### Exercise input
++++++++++
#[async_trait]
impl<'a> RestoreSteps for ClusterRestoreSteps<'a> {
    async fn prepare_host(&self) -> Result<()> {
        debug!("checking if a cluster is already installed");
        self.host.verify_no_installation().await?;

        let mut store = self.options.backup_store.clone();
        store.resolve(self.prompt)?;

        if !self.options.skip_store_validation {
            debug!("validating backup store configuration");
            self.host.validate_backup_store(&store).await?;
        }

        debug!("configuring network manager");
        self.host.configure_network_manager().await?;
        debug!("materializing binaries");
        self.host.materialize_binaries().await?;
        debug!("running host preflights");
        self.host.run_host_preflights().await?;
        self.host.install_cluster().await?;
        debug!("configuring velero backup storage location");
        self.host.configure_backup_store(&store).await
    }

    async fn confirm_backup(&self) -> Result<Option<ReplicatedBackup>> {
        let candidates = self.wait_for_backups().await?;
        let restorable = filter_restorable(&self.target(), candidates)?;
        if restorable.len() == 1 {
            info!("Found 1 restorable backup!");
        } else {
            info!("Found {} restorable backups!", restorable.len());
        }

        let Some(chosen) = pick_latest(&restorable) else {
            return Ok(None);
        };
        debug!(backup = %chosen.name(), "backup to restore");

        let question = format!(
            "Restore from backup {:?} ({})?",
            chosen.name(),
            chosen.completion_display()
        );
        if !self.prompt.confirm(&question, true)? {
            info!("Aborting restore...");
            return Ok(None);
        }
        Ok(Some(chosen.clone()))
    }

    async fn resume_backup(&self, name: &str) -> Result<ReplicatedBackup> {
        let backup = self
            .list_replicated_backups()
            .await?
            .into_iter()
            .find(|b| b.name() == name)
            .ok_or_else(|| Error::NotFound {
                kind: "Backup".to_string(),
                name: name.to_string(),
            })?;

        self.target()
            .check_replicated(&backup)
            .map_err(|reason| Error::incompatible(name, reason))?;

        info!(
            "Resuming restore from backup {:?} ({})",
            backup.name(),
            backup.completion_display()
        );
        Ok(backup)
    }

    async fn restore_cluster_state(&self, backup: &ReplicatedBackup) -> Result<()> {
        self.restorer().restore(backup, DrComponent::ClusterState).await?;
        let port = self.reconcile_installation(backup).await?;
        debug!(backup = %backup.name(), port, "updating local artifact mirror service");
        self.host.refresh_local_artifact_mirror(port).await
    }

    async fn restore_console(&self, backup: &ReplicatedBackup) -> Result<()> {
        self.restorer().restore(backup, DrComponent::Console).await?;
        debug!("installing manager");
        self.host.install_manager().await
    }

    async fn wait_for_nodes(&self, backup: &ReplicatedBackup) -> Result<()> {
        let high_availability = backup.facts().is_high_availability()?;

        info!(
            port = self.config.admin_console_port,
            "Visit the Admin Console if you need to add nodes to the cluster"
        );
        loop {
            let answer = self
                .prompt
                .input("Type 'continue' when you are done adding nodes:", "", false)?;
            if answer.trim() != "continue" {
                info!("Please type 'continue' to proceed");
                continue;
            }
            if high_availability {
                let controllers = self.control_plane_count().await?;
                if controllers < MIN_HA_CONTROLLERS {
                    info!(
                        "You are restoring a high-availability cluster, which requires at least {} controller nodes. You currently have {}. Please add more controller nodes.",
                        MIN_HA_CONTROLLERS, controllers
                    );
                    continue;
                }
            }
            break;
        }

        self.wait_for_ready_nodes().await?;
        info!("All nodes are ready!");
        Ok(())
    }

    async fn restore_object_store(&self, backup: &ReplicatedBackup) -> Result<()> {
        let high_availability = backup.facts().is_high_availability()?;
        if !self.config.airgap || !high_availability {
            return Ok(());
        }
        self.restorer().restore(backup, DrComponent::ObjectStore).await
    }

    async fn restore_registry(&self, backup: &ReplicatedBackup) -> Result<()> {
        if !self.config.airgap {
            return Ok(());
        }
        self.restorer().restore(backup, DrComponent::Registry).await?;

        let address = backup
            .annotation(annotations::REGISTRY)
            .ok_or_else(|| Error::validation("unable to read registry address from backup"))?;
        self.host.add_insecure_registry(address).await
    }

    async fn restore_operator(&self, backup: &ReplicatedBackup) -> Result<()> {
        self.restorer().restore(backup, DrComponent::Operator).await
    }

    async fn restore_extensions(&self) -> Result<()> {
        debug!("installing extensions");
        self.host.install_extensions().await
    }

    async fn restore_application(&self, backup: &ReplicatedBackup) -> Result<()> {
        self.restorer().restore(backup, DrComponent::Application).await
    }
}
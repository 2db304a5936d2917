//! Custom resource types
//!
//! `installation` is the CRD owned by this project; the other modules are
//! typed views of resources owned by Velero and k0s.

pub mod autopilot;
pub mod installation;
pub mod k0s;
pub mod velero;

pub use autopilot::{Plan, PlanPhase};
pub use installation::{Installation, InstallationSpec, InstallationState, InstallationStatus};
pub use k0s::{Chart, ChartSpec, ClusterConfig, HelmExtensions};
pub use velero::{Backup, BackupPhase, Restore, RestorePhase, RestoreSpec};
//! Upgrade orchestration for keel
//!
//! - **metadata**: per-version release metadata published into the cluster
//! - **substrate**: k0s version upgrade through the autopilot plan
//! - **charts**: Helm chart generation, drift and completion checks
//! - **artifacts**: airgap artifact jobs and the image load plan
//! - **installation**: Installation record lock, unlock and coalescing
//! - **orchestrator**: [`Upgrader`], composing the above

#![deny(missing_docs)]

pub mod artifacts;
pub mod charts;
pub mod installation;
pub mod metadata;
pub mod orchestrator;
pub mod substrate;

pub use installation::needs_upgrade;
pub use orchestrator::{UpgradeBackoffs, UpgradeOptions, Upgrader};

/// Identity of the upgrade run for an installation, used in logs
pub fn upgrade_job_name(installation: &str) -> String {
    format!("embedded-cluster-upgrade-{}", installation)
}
++++++++++
### Activity
Your answer should be the full set of records, printed exactly.

### Response to this exercise
#[async_trait]
impl<'a> RestoreSteps for ClusterRestoreSteps<'a> {
    async fn prepare_host(&self) -> Result<()> {
        debug!("checking if a cluster is already installed");
        self.host.verify_no_installation().await?;

        let mut store = self.options.backup_store.clone();
        store.resolve(self.prompt)?;

        if !self.options.skip_store_validation {
            debug!("validating backup store configuration");
            self.host.validate_backup_store(&store).await?;
        }

        debug!("configuring network manager");
        self.host.configure_network_manager().await?;
        debug!("materializing binaries");
        self.host.materialize_binaries().await?;
        debug!("running host preflights");
        self.host.run_host_preflights().await?;
        self.host.install_cluster().await?;
        debug!("configuring velero backup storage location");
        self.host.configure_backup_store(&store).await
    }

    async fn confirm_backup(&self) -> Result<Option<ReplicatedBackup>> {
        let candidates = self.wait_for_backups().await?;
        let restorable = filter_restorable(&self.target(), candidates)?;
        if restorable.len() == 1 {
            info!("Found 1 restorable backup!");
        } else {
            info!("Found {} restorable backups!", restorable.len());
        }

        let Some(chosen) = pick_latest(&restorable) else {
            return Ok(None);
        };
        debug!(backup = %chosen.name(), "backup to restore");

        let question = format!(
            "Restore from backup {:?} ({})?",
            chosen.name(),
            chosen.completion_display()
        );
        if !self.prompt.confirm(&question, true)? {
            info!("Aborting restore...");
            return Ok(None);
        }
        Ok(Some(chosen.clone()))
    }

    async fn resume_backup(&self, name: &str) -> Result<ReplicatedBackup> {
        let backup = self
            .list_replicated_backups()
            .await?
            .into_iter()
            .find(|b| b.name() == name)
            .ok_or_else(|| Error::NotFound {
                kind: "Backup".to_string(),
                name: name.to_string(),
            })?;

        self.target()
            .check_replicated(&backup)
            .map_err(|reason| Error::incompatible(name, reason))?;

        info!(
            "Resuming restore from backup {:?} ({})",
            backup.name(),
            backup.completion_display()
        );
        Ok(backup)
    }

    async fn restore_cluster_state(&self, backup: &ReplicatedBackup) -> Result<()> {
        self.restorer().restore(backup, DrComponent::ClusterState).await?;
        let port = self.reconcile_installation(backup).await?;
        debug!(backup = %backup.name(), port, "updating local artifact mirror service");
        self.host.refresh_local_artifact_mirror(port).await
    }

    async fn restore_console(&self, backup: &ReplicatedBackup) -> Result<()> {
        self.restorer().restore(backup, DrComponent::Console).await?;
        debug!("installing manager");
        self.host.install_manager().await
    }

    async fn wait_for_nodes(&self, backup: &ReplicatedBackup) -> Result<()> {
        let high_availability = backup.facts().is_high_availability()?;

        info!(
            port = self.config.admin_console_port,
            "Visit the Admin Console if you need to add nodes to the cluster"
        );
        loop {
            let answer = self
                .prompt
                .input("Type 'continue' when you are done adding nodes:", "", false)?;
            if answer.trim() != "continue" {
                info!("Please type 'continue' to proceed");
                continue;
            }
            if high_availability {
                let controllers = self.control_plane_count().await?;
                if controllers < MIN_HA_CONTROLLERS {
                    info!(
                        "You are restoring a high-availability cluster, which requires at least {} controller nodes. You currently have {}. Please add more controller nodes.",
                        MIN_HA_CONTROLLERS, controllers
                    );
                    continue;
                }
            }
            break;
        }

        self.wait_for_ready_nodes().await?;
        info!("All nodes are ready!");
        Ok(())
    }

    async fn restore_object_store(&self, backup: &ReplicatedBackup) -> Result<()> {
        let high_availability = backup.facts().is_high_availability()?;
        if !self.config.airgap || !high_availability {
            return Ok(());
        }
        self.restorer().restore(backup, DrComponent::ObjectStore).await
    }

    async fn restore_registry(&self, backup: &ReplicatedBackup) -> Result<()> {
        if !self.config.airgap {
            return Ok(());
        }
        self.restorer().restore(backup, DrComponent::Registry).await?;

        let address = backup
            .annotation(annotations::REGISTRY)
            .ok_or_else(|| Error::validation("unable to read registry address from backup"))?;
        self.host.add_insecure_registry(address).await
    }

    async fn restore_operator(&self, backup: &ReplicatedBackup) -> Result<()> {
        self.restorer().restore(backup, DrComponent::Operator).await
    }

    async fn restore_extensions(&self) -> Result<()> {
        debug!("installing extensions");
        self.host.install_extensions().await
    }

    async fn restore_application(&self, backup: &ReplicatedBackup) -> Result<()> {
        self.restorer().restore(backup, DrComponent::Application).await
    }
}
repository 2db304a5936d2917
//! Custom resource types
//!
//! `installation` is the CRD owned by this project; the other modules are
//! typed views of resources owned by Velero and k0s.

pub mod autopilot;
pub mod installation;
pub mod k0s;
pub mod velero;

pub use autopilot::{Plan, PlanPhase};
pub use installation::{Installation, InstallationSpec, InstallationState, InstallationStatus};
pub use k0s::{Chart, ChartSpec, ClusterConfig, HelmExtensions};
pub use velero::{Backup, BackupPhase, Restore, RestorePhase, RestoreSpec};
//! Upgrade orchestration for keel
//!
//! - **metadata**: per-version release metadata published into the cluster
//! - **substrate**: k0s version upgrade through the autopilot plan
//! - **charts**: Helm chart generation, drift and completion checks
//! - **artifacts**: airgap artifact jobs and the image load plan
//! - **installation**: Installation record lock, unlock and coalescing
//! - **orchestrator**: [`Upgrader`], composing the above

#![deny(missing_docs)]

pub mod artifacts;
pub mod charts;
pub mod installation;
pub mod metadata;
pub mod orchestrator;
pub mod substrate;

pub use installation::needs_upgrade;
pub use orchestrator::{UpgradeBackoffs, UpgradeOptions, Upgrader};

/// Identity of the upgrade run for an installation, used in logs
pub fn upgrade_job_name(installation: &str) -> String {
    format!("embedded-cluster-upgrade-{}", installation)
}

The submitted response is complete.